VIDEO | Giulianova, truffa del Conto Termico: sequestrati oltre 4 milioni, quattro indagati

Aveva messo a punto un articolato meccanismo per truffare lo Stato attraverso migliaia di richieste di incentivi per la sostituzione di impianti energetici. Ma al termine di una complessa attività di indagine coordinata dalla Procura di Teramo, i finanzieri della Compagnia di Giulianova sono riusciti a risalire al professionista giuliese (Di P.L. le sue iniziali) ritenuto il dominus dell’organizzazione che poteva contare anche su tre collaboratori. Ai quattro indagati, su decreto di confisca per equivalente emesso dal Gip del tribunale di Teramo, le Fiamme Gialle hanno sequestrato 4.271.666 euro tra beni mobili, immobili e disponibilità finanziarie.

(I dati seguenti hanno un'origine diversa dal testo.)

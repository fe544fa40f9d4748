// devflags: developer settings and a remote feature-configuration cache.
// Config is served from memory, then a durable cache younger than three
// hours, and refreshed from the network on demand.

pub mod cache;
pub mod error;
pub mod feature;
pub mod logging;
pub mod service;
pub mod settings;
pub mod toggles;

pub use error::{DevFlagsError, Result};
pub use feature::{DeveloperSettings, FeatureConfig};
pub use toggles::{DeveloperToggles, Toggle};
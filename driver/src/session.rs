//! Per-voice synthesis session over a ready driver handle.

use crate::abi::VoiceInfo;
use crate::error::DriverError;
use crate::handle::DriverHandle;

/// Default capacity of the synthesis output buffer (4 MiB).
pub const DEFAULT_BUFFER_SIZE: usize = 4 * 1024 * 1024;

/// Audio produced by one synthesis call.
#[derive(Debug, Clone, PartialEq)]
pub struct Synthesis {
    /// Raw PCM in the format described by the voice's [`VoiceInfo`].
    pub audio: Vec<u8>,
    /// Duration in seconds.
    pub duration: f32,
}

/// Synthesizes phonemes through a borrowed [`DriverHandle`].
///
/// The session holds the handle mutably for its whole lifetime, so the voice
/// behind it cannot be unregistered while a session is alive.
pub struct SynthesisSession<'a> {
    driver: &'a mut DriverHandle,
    buffer: Vec<u8>,
    last_duration: f32,
}

impl<'a> SynthesisSession<'a> {
    pub fn new(driver: &'a mut DriverHandle) -> Self {
        Self::with_buffer_size(driver, DEFAULT_BUFFER_SIZE)
    }

    pub fn with_buffer_size(driver: &'a mut DriverHandle, buffer_size: usize) -> Self {
        Self {
            driver,
            buffer: vec![0; buffer_size],
            last_duration: 0.0,
        }
    }

    /// Synthesizes `phonemes` and returns a copy of the produced audio.
    pub fn synthesize(&mut self, phonemes: &str) -> Result<Synthesis, DriverError> {
        let spoken = self.driver.synthesize(phonemes, &mut self.buffer)?;
        self.last_duration = spoken.duration;
        Ok(Synthesis {
            audio: self.buffer[..spoken.written].to_vec(),
            duration: spoken.duration,
        })
    }

    /// Duration in seconds of the last successful synthesis.
    pub fn last_duration(&self) -> f32 {
        self.last_duration
    }

    pub fn info(&self) -> &VoiceInfo {
        self.driver.info()
    }

    pub fn sample_rate(&self) -> u32 {
        self.driver.sample_rate()
    }

    pub fn bits_per_sample(&self) -> i32 {
        self.driver.info().bit_depth.bits()
    }

    /// Voice version as `major.minor.patch`.
    pub fn version(&self) -> String {
        self.driver.info().version.to_string()
    }

    pub fn buffer_size(&self) -> usize {
        self.buffer.len()
    }
}
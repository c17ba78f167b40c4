//! DriverHandle: ownership and lifecycle of one loaded voice driver.

use std::path::Path;

use tracing::{debug, error, info, warn};

use crate::abi::VoiceInfo;
use crate::backend::{Spoken, VoiceBackend};
use crate::error::DriverError;
use crate::native::NativeBackend;

/// Observable lifecycle state of a [`DriverHandle`].
#[derive(Debug, Clone, Copy, PartialEq, Eq)]
pub enum DriverState {
    /// Loaded and initialized; synthesis is possible.
    Ready,
    /// Loading failed; every operation is rejected.
    Zombie,
    /// Torn down after being ready.
    Released,
}

enum State {
    Ready(Box<dyn VoiceBackend>),
    Zombie(String),
    Released,
}

/// Owns one voice backend and guarantees its teardown.
///
/// A handle is either built from a successfully loaded backend or is a
/// zombie that remembers why loading failed. Teardown happens exactly once,
/// on [`release`](DriverHandle::release) or drop, whichever comes first.
pub struct DriverHandle {
    state: State,
    info: VoiceInfo,
}

impl DriverHandle {
    /// Loads a voice driver plugin, returning an error if any step fails.
    pub fn open(path: impl AsRef<Path>) -> Result<Self, DriverError> {
        let backend = NativeBackend::open(path)?;
        Ok(Self::from_backend(Box::new(backend)))
    }

    /// Loads a voice driver plugin. A failure yields a zombie handle instead
    /// of an error; check [`is_zombie`](DriverHandle::is_zombie).
    pub fn load(path: impl AsRef<Path>) -> Self {
        let path = path.as_ref();
        match Self::open(path) {
            Ok(handle) => handle,
            Err(e) => {
                error!(path = %path.display(), error = %e, "driver: load failed");
                Self::zombie(e.to_string())
            }
        }
    }

    /// Wraps a ready backend, e.g. a voice compiled into the process.
    pub fn from_backend(backend: Box<dyn VoiceBackend>) -> Self {
        let info = backend.info();
        Self {
            state: State::Ready(backend),
            info,
        }
    }

    /// Creates a handle that rejects all operations.
    pub fn zombie(reason: impl Into<String>) -> Self {
        Self {
            state: State::Zombie(reason.into()),
            info: VoiceInfo::default(),
        }
    }

    pub fn state(&self) -> DriverState {
        match self.state {
            State::Ready(_) => DriverState::Ready,
            State::Zombie(_) => DriverState::Zombie,
            State::Released => DriverState::Released,
        }
    }

    pub fn is_ready(&self) -> bool {
        self.state() == DriverState::Ready
    }

    pub fn is_zombie(&self) -> bool {
        self.state() == DriverState::Zombie
    }

    /// Why loading failed, for zombie handles.
    pub fn zombie_reason(&self) -> Option<&str> {
        match &self.state {
            State::Zombie(reason) => Some(reason),
            _ => None,
        }
    }

    /// Voice metadata captured at load time. Zeroed for zombies.
    pub fn info(&self) -> &VoiceInfo {
        &self.info
    }

    pub fn sample_rate(&self) -> u32 {
        self.info.sample_rate
    }

    /// Synthesizes `phonemes` into `buf`.
    ///
    /// A result of zero bytes is reported as [`DriverError::SynthesisFailed`];
    /// the call is not retried here.
    pub fn synthesize(&mut self, phonemes: &str, buf: &mut [u8]) -> Result<Spoken, DriverError> {
        let backend = match &mut self.state {
            State::Ready(backend) => backend,
            State::Zombie(_) => {
                error!("driver: synthesize called on a zombie object");
                return Err(DriverError::Zombie);
            }
            State::Released => return Err(DriverError::Released),
        };

        let spoken = backend.speak(phonemes, buf)?;
        if spoken.written == 0 {
            warn!(name = %self.info.name, "driver: synthesize phonemes ... FAIL");
            return Err(DriverError::SynthesisFailed);
        }
        debug!(
            bytes = spoken.written,
            seconds = spoken.duration,
            "driver: synthesize phonemes ... OK"
        );
        Ok(spoken)
    }

    /// Tears the backend down. Only a ready handle has anything to release;
    /// calling this again, or on a zombie, does nothing.
    pub fn release(&mut self) {
        if let State::Ready(_) = self.state {
            info!(name = %self.info.name, "driver: releasing voice");
            // Dropping the backend runs cleanup and unloads the library.
            self.state = State::Released;
        }
    }
}

impl Drop for DriverHandle {
    fn drop(&mut self) {
        self.release();
    }
}

impl std::fmt::Debug for DriverHandle {
    fn fmt(&self, f: &mut std::fmt::Formatter<'_>) -> std::fmt::Result {
        f.debug_struct("DriverHandle")
            .field("state", &self.state())
            .field("name", &self.info.name)
            .finish()
    }
}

L’attività investigativa ha previsto l’esame minuzioso di 2.414 pratiche di richiesta dell’incentivo energetico (Conto Termico) per l’installazione di impianti di climatizzazione, termo-camini, stufe a pellet e scalda acqua, espletate nel giro di due anni. Nel corso delle indagini è emerso, tra l’altro, che 1.745 pratiche sono risultate corredate da falsa documentazione, in base alla quale il GSE (Gestore Servizi Energetici, ente pubblico il cui capitale sociale è interamente statale) ha erogato indebitamente, a numerosi soggetti privati, incentivi pubblici superiori al dovuto per l’esatto ammontare della somma sequestrata. In particolare, il consulente si proponeva come intermediario tra l’acquirente del nuovo impianto e il fornitore (estranei al raggiro), falsificando le fatture di acquisto, producendo falsi formulari rifiuti e creando false immagini fotografiche dei vecchi impianti da sostituire per dimostrarne l’esistenza. In questo modo veniva indotto in errore il GSE che, sulla scorta della falsa documentazione prodotta, ha erogato gli oltre 4 milioni di contributi. Ai quattro indagati, alla conclusione delle indagini, viene contestato in concorso tra loro il reato di truffa aggravata ai danni dello Stato.